A ball thrown vertically upwards is caught by the thrower 8 seconds afterwards . (take g =10) When the ball is caught by the thrower: what is its displacement from the initial position?
b) what is the initial velocity?
c) To what height does the ball rise?
d) With regard to (c) at the greatest height reached, what is the velocity of the ball?
a. displacement = 0, it is at the same position as when it started.
b. df=di+vi*t-1/2 g t^2
df=di=0 solve for vi. I have no idea why you were told to use g=10, it is not that value anywhere on Earth. Nor is PI equal to 3
c. at the top, velocity is zero, so vf=0=vi-gt hwere t=4sec, and vi equal to what you found in b.

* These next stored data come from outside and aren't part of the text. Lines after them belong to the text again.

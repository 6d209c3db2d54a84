// Artifact download orchestration for a resolved version

use super::extract::{self, NATIVE_EXCLUDES};
use super::hash;
use super::http::Locator;
use crate::error::Error;
use crate::versions::VersionDescriptor;
use crate::versions::descriptor::DownloadArtifact;
use crate::workspace::Workspace;
use futures::stream::{self, StreamExt};
use log::{debug, info};
use std::path::{Path, PathBuf};

#[derive(Debug, Clone, Copy, PartialEq, Eq)]
pub enum ArtifactKind {
    Library,
    /// Platform-native archive, extracted into the natives directory afterwards.
    Native,
    GameJar,
}

/// One artifact to fetch. Everything but `downloaded_bytes` is fixed when the job is created.
#[derive(Debug, Clone)]
pub struct DownloadJob {
    pub name: String,
    pub source: Locator,
    /// Declared size, used for the progress total.
    pub size: u64,
    pub checksum: Option<String>,
    pub target: PathBuf,
    pub kind: ArtifactKind,
    /// Entry prefixes skipped when extracting a native archive.
    pub excludes: Vec<String>,
    pub downloaded_bytes: u64,
}

/// Fetches the artifacts a version needs into a workspace.
pub struct DownloadOrchestrator {
    workspace: Workspace,
    concurrency: usize,
}

impl DownloadOrchestrator {
    pub fn new(workspace: Workspace) -> Self {
        Self {
            workspace,
            concurrency: crate::constants::DEFAULT_DOWNLOAD_JOBS,
        }
    }

    pub fn with_concurrency(mut self, n: usize) -> Self {
        self.concurrency = n.max(1);
        self
    }

    /// Jobs for `descriptor`: the game jars, every library allowed on this OS,
    /// and, if `include_natives`, the native classifier archives.
    pub fn resolve_jobs(&self, descriptor: &VersionDescriptor, include_natives: bool) -> Vec<DownloadJob> {
        let mut jobs = Vec::new();
        let libraries = self.workspace.libraries();

        if let Some(downloads) = &descriptor.downloads {
            for (side, artifact) in [("client", &downloads.client), ("server", &downloads.server)] {
                if let Some(artifact) = artifact {
                    jobs.push(self.job(
                        format!("{} {}", descriptor.id, side),
                        artifact,
                        self.workspace.game_jar(side),
                        ArtifactKind::GameJar,
                    ));
                }
            }
        }

        for lib in &descriptor.libraries {
            if !lib.is_allowed_for_current_os() {
                debug!("Skipping library (OS rule): {}", lib.name);
                continue;
            }
            let Some(downloads) = &lib.downloads else {
                continue;
            };

            if let Some(artifact) = &downloads.artifact {
                let target = self.library_target(&libraries, artifact, &lib.name);
                jobs.push(self.job(lib.name.clone(), artifact, target, ArtifactKind::Library));
            }

            if !include_natives {
                continue;
            }
            let native = lib
                .native_classifier_for_current_os()
                .and_then(|classifier| downloads.classifiers.as_ref()?.get(&classifier).cloned());
            if let Some(artifact) = native {
                let target = self.library_target(&libraries, &artifact, &lib.name);
                let mut job = self.job(lib.name.clone(), &artifact, target, ArtifactKind::Native);
                job.excludes = NATIVE_EXCLUDES
                    .iter()
                    .map(|s| s.to_string())
                    .chain(lib.extract_excludes().iter().cloned())
                    .collect();
                jobs.push(job);
            }
        }

        jobs
    }

    /// Resolve and fetch everything `descriptor` needs. `on_progress(job, total)`
    /// runs once per finished job, in completion order, with `total` the sum of
    /// declared sizes. Fails on the first transport or checksum error; files
    /// written by earlier jobs stay.
    pub async fn perform_download<F>(
        &self,
        descriptor: &VersionDescriptor,
        include_natives: bool,
        on_progress: F,
    ) -> Result<Vec<DownloadJob>, Error>
    where
        F: FnMut(&DownloadJob, u64),
    {
        let jobs = self.resolve_jobs(descriptor, include_natives);
        self.run_jobs(jobs, on_progress).await
    }

    pub async fn run_jobs<F>(&self, jobs: Vec<DownloadJob>, mut on_progress: F) -> Result<Vec<DownloadJob>, Error>
    where
        F: FnMut(&DownloadJob, u64),
    {
        let total_size: u64 = jobs.iter().map(|j| j.size).sum();
        info!(
            "Downloading {} artifact(s), {} bytes, concurrency={}",
            jobs.len(),
            total_size,
            self.concurrency
        );

        let mut pending = stream::iter(jobs.into_iter().map(fetch)).buffer_unordered(self.concurrency);

        // Completions are reported from this single loop so the running total only grows.
        let mut finished = Vec::new();
        while let Some(result) = pending.next().await {
            let job = result?;
            on_progress(&job, total_size);
            finished.push(job);
        }
        Ok(finished)
    }

    /// Extract every native archive among `jobs` into the natives directory.
    pub fn extract_natives(&self, jobs: &[DownloadJob]) -> Result<usize, Error> {
        let natives = self.workspace.natives();
        let mut count = 0;
        for job in jobs.iter().filter(|j| j.kind == ArtifactKind::Native) {
            count += extract::extract_file(&job.target, &natives, &job.excludes)?;
        }
        Ok(count)
    }

    fn job(&self, name: String, artifact: &DownloadArtifact, target: PathBuf, kind: ArtifactKind) -> DownloadJob {
        DownloadJob {
            name,
            source: self.workspace.locator(&artifact.url),
            size: artifact.size,
            checksum: artifact.sha1.clone().filter(|s| !s.trim().is_empty()),
            target,
            kind,
            excludes: Vec::new(),
            downloaded_bytes: 0,
        }
    }

    fn library_target(&self, libraries: &Path, artifact: &DownloadArtifact, name: &str) -> PathBuf {
        match &artifact.path {
            Some(path) => libraries.join(path),
            None => {
                let file_name = self
                    .workspace
                    .locator(&artifact.url)
                    .file_name()
                    .unwrap_or_else(|| format!("{}.jar", name.replace(':', "-")));
                libraries.join(file_name)
            }
        }
    }
}

/// Fetch one job, skipping the transfer when the target already holds the expected content.
async fn fetch(mut job: DownloadJob) -> Result<DownloadJob, Error> {
    if let Some(expected) = &job.checksum {
        if let Ok(existing) = tokio::fs::read(&job.target).await {
            if hash::verify(&job.name, &existing, expected).is_ok() {
                debug!("Already present: {:?}", job.target);
                job.downloaded_bytes = existing.len() as u64;
                return Ok(job);
            }
        }
    }

    let data = job.source.read().await?;
    if let Some(expected) = &job.checksum {
        hash::verify(&job.name, &data, expected)?;
    }

    if let Some(parent) = job.target.parent() {
        tokio::fs::create_dir_all(parent)
            .await
            .map_err(|e| Error::download(job.source.to_string(), e))?;
    }
    tokio::fs::write(&job.target, &data)
        .await
        .map_err(|e| Error::download(job.source.to_string(), e))?;

    debug!("Downloaded: {} -> {:?}", job.source, job.target);
    job.downloaded_bytes = data.len() as u64;
    Ok(job)
}

/// Share of the download window covered so far: `floor(cumulative / total * 97)`.
pub fn download_percent(cumulative: u64, total: u64) -> u8 {
    let window = crate::constants::DOWNLOAD_PERCENT_WINDOW;
    if total == 0 {
        return window as u8;
    }
    (cumulative.min(total) * window / total) as u8
}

To find the answers to these questions, we can use the equations of motion for objects in freefall. The key equation we'll be using for each question is:
Final velocity (v) = Initial velocity (u) + (acceleration (a) x time (t))
Remember that since the ball is thrown vertically upwards, the acceleration will be negative (-10).
Now let's solve each question step by step:
a) What is the displacement from the initial position when the ball is caught by the thrower?
To find the displacement, we need to calculate the distance traveled by the ball during the entire motion. Since the ball goes up and then comes back down, the total displacement will be zero. This means that when the ball is caught, its displacement from the initial position will also be zero.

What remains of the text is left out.